Why is there a need for doulas?

Midwives are unfortunately under a lot of pressure and women often tell me how rushed their antenatal appointments feel. While midwives will ensure the health and well-being of both you and your baby during pregnancy, a doula will give you several hours of one-to-one time to talk through any issues that might be concerning you, as well as information to enable you to form your birth preferences.

During labour, your midwife is likely to have other women to attend to and you may have more than one midwife if there is a change in shift. A doula will provide continuous support, regardless of the duration of your labour. In addition, if you plan to give birth in hospital, a doula will provide support during the early stage of labour before you are ready to transfer from home.

Research has shown that having a doula present at a birth:

  • Shortens first-time labour by an average of 2 hours.
  • Decreases the chance of caesarean section by 50%.
  • Decreases the need for pain medication.
  • Helps fathers participate with confidence.
  • Increases success in breastfeeding.

(“Mothering the Mother”, Klaus, Kennell & Klaus, 1993)

What about my partner?

A doula’s role is not to replace that of your partner, if you have one. Your partner loves and knows you better than anyone else and it is the love that helped make your baby that will be a crucial support to you during labour.

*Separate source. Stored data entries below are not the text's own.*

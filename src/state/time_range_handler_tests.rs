//! Tests for time-range transitions.

use super::*;
use crate::model::{floor_to_minute, FIXED_DURATIONS};
use crate::state::set_page_and_page_data;
use crate::test_harness::{empty_state, fixed_now, loaded_state, records};
use chrono::TimeZone;

fn at(h: u32, m: u32) -> DateTime<Utc> {
    Utc.with_ymd_and_hms(2024, 1, 1, h, m, 0).unwrap()
}

// ===== set_time_range =====

#[test]
fn preset_label_sets_interval_and_start() {
    let state = empty_state();
    let past_hour = FIXED_DURATIONS[1];

    let next = state.patched(set_time_range(
        &state,
        TimeRangeUpdate {
            label: Some(past_hour.name.to_string()),
            ..TimeRangeUpdate::default()
        },
    ));

    let range = &next.time_range;
    assert_eq!(range.kind, TimeRangeKind::Fixed);
    assert_eq!(range.interval_ms, Some(past_hour.milliseconds));
    assert_eq!(range.span_ms(), past_hour.milliseconds);
    assert_eq!(range.end_time, floor_to_minute(fixed_now()));
}

#[test]
fn kind_is_untouched_unless_given() {
    let mut state = empty_state();
    state.time_range = TimeRange::custom(at(1, 0), at(2, 0));

    let next = state.patched(set_time_range(
        &state,
        TimeRangeUpdate {
            end_time: Some(at(3, 0)),
            ..TimeRangeUpdate::default()
        },
    ));

    assert_eq!(next.time_range.kind, TimeRangeKind::Custom);
    assert_eq!(next.time_range.start_time, at(1, 0));
    assert_eq!(next.time_range.interval_ms, Some(2 * 60 * MINUTE_MS));
}

#[test]
fn custom_range_without_label_gets_generated_label() {
    let state = empty_state();

    let next = state.patched(set_time_range(
        &state,
        TimeRangeUpdate {
            start_time: Some(at(0, 1)),
            end_time: Some(at(0, 2)),
            kind: Some(TimeRangeKind::Custom),
            label: None,
        },
    ));

    assert_eq!(next.time_range.label, "Jan 1, 00:01 - Jan 1, 00:02");
    assert_eq!(next.time_range.interval_ms, Some(MINUTE_MS));
}

#[test]
fn time_range_change_returns_to_first_page() {
    let state = loaded_state(records(70));
    let state = state.patched(set_page_and_page_data(&state, 3));

    let next = state.patched(set_time_range(
        &state,
        TimeRangeUpdate {
            label: Some(FIXED_DURATIONS[2].name.to_string()),
            ..TimeRangeUpdate::default()
        },
    ));

    assert_eq!(next.table_opts.current_page, 1);
    assert_eq!(next.table_opts.page_data.len(), 30);
}

#[test]
fn switching_custom_to_fixed_adopts_preset_of_same_width() {
    let mut state = empty_state();
    state.time_range = TimeRange::custom(at(11, 0), at(12, 0));

    let next = state.patched(set_time_range(
        &state,
        TimeRangeUpdate {
            kind: Some(TimeRangeKind::Fixed),
            ..TimeRangeUpdate::default()
        },
    ));

    let range = &next.time_range;
    assert_eq!(range.kind, TimeRangeKind::Fixed);
    assert_eq!(range.label, FIXED_DURATIONS[1].name);
    assert_eq!(range.interval_ms, Some(FIXED_DURATIONS[1].milliseconds));
}

#[test]
fn fixed_range_never_takes_a_non_preset_interval() {
    let state = empty_state();
    let state = state.patched(select_time_bucket(&state, at(0, 1)));

    let patch = set_time_range(
        &state,
        TimeRangeUpdate {
            kind: Some(TimeRangeKind::Fixed),
            ..TimeRangeUpdate::default()
        },
    );
    let next = state.patched(patch.clone());

    assert!(patch.is_empty());
    assert_eq!(next.time_range, state.time_range);
    let interval = next.time_range.interval_ms;
    assert!(
        next.time_range.kind == TimeRangeKind::Custom
            || FIXED_DURATIONS.iter().any(|d| Some(d.milliseconds) == interval)
    );
}

// ===== reset_time_range =====

#[test]
fn reset_rolls_fixed_window_to_now_keeping_span() {
    let state = empty_state();
    let later = fixed_now() + Duration::minutes(42) + Duration::seconds(5);

    let next = state.patched(reset_time_range(&state, later));

    assert_eq!(next.time_range.end_time, later);
    assert_eq!(next.time_range.span_ms(), 10 * MINUTE_MS);
    assert_eq!(next.time_range.label, state.time_range.label);
}

#[test]
fn reset_returns_to_first_page() {
    let state = loaded_state(records(120));
    let state = state.patched(set_page_and_page_data(&state, 3));
    assert_eq!(state.table_opts.current_page, 3);

    let next = state.patched(reset_time_range(&state, fixed_now() + Duration::minutes(1)));

    assert_eq!(next.table_opts.current_page, 1);
    assert_eq!(next.table_opts.page_data, state.data.filtered[..30].to_vec());
    assert_eq!(next.table_opts.page_error, None);
}

#[test]
fn reset_is_a_noop_for_custom_ranges() {
    let mut state = empty_state();
    state.time_range = TimeRange::custom(at(1, 0), at(2, 0));

    let patch = reset_time_range(&state, fixed_now());

    assert!(patch.is_empty());
}

// ===== select_time_bucket =====

#[test]
fn selecting_a_bucket_pins_one_minute() {
    let state = empty_state();

    let next = state.patched(select_time_bucket(&state, at(0, 1)));

    let range = &next.time_range;
    assert_eq!(range.kind, TimeRangeKind::Custom);
    assert_eq!(range.start_time, at(0, 1));
    assert_eq!(range.end_time, at(0, 2));
    assert_eq!(range.interval_ms, Some(MINUTE_MS));
}

#[test]
fn selected_bucket_survives_reset() {
    let state = empty_state();
    let state = state.patched(select_time_bucket(&state, at(0, 1)));

    assert!(reset_time_range(&state, fixed_now()).is_empty());
}

// ===== refresh interval =====

#[test]
fn refresh_interval_can_be_set_and_cleared() {
    let state = empty_state();
    let state = state.patched(set_refresh_interval(&state, Some(10_000)));
    assert_eq!(state.refresh_interval, Some(10_000));

    let state = state.patched(set_refresh_interval(&state, None));
    assert_eq!(state.refresh_interval, None);
}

It can however be difficult to see your partner in pain, to have to update medical staff when your partner needs you to help her through a contraction, to feel under pressure to remember what you learnt in antenatal classes and to have to leave your partner alone while you go to the toilet, top up your parking time or grab a coffee. A doula will provide that extra support for both of you.

What does a doula not do?

  • A doula will be familiar with medical terms and conditions associated with pregnancy, labour and birth, but she is not a medical professional. She will not perform any clinical tasks such as vaginal examinations or fetal heart monitoring.
  • A doula does not offer advice but provides information and supports you to make your own decisions.
  • A doula does not judge you for the decisions you make.